**PROBLEM:** Using the data below, return all lines in which "usize" appears.

**GIVEN RECORDS:**
Start of Block
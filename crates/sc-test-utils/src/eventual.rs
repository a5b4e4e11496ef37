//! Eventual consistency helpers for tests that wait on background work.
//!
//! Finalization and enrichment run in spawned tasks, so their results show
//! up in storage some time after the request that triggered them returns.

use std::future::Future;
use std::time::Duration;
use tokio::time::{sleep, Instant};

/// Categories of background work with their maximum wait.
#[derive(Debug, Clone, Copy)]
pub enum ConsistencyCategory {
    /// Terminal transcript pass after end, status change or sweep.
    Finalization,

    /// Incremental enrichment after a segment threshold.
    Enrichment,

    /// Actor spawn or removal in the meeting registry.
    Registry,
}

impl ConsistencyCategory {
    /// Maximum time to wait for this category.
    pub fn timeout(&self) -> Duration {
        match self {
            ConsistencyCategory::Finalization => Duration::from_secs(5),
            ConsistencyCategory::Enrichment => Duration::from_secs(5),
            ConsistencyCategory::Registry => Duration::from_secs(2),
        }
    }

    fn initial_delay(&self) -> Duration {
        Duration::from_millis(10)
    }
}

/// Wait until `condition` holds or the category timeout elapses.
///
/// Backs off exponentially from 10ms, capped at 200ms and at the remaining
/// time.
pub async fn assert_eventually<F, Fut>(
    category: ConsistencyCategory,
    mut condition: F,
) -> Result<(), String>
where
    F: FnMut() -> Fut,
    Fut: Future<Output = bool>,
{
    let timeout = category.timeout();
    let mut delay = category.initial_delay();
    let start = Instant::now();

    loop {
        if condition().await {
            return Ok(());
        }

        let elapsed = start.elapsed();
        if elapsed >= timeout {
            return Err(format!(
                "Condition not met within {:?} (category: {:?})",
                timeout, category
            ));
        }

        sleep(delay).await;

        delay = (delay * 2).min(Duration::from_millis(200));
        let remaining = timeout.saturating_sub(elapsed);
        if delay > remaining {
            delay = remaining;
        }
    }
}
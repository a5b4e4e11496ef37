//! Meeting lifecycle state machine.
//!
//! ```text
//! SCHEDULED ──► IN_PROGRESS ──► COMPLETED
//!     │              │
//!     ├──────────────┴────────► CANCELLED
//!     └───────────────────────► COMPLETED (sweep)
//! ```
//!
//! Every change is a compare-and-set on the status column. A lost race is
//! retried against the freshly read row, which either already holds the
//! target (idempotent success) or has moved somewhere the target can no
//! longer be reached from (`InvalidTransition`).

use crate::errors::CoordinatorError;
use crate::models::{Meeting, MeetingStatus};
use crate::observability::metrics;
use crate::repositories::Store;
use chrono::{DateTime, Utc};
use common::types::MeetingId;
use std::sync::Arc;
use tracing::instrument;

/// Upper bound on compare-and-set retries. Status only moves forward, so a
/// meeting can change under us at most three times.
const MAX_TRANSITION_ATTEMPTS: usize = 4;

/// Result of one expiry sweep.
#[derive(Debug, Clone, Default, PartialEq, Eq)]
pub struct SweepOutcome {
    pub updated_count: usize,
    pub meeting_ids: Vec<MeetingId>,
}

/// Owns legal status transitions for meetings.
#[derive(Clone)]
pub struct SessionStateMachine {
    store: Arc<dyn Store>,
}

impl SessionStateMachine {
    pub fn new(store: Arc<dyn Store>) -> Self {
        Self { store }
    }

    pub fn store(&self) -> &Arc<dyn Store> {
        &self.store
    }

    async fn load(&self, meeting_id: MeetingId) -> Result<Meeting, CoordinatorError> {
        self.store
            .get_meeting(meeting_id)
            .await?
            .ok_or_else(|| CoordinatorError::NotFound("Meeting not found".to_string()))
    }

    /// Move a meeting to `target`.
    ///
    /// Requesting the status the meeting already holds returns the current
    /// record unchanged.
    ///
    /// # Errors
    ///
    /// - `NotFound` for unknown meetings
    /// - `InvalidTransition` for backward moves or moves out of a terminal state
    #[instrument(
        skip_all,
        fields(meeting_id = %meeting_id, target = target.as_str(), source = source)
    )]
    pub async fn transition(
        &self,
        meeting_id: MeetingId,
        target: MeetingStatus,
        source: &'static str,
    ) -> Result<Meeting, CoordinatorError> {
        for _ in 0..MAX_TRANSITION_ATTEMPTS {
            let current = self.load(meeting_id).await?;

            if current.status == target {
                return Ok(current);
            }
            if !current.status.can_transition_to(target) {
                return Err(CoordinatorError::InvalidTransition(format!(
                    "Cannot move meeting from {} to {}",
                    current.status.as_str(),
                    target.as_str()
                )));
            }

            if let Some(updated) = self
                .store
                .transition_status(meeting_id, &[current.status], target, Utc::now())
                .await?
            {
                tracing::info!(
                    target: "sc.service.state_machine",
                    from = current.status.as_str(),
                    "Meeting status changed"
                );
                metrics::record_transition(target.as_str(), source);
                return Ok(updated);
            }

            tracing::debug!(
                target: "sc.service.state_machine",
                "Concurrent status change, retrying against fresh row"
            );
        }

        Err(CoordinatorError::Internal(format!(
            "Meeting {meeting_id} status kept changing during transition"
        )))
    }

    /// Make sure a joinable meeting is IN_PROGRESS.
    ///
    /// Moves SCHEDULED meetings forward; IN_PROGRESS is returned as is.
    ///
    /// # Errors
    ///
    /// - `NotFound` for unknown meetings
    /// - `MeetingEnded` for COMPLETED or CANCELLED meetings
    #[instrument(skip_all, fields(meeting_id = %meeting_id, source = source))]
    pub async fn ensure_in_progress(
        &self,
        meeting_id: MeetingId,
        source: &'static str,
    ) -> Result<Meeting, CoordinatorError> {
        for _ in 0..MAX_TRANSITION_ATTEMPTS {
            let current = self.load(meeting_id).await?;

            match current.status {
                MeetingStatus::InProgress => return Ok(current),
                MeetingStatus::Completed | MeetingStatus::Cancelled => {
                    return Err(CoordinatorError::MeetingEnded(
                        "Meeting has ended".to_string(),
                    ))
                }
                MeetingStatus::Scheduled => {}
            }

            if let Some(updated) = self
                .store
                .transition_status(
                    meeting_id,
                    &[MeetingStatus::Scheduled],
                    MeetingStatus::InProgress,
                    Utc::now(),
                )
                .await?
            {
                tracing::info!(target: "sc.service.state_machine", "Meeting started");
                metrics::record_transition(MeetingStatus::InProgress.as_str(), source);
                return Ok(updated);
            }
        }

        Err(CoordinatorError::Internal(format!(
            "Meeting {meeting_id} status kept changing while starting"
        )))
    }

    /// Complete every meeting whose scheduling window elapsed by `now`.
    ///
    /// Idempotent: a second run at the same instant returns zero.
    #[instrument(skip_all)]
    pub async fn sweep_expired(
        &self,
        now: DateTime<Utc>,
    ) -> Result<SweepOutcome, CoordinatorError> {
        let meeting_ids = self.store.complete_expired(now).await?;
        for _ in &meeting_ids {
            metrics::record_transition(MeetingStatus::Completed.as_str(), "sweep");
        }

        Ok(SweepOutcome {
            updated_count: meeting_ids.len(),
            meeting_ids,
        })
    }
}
End of Block
**ANSWER BELOW:**
const MAX_TRANSITION_ATTEMPTS: usize = 4;
    pub updated_count: usize,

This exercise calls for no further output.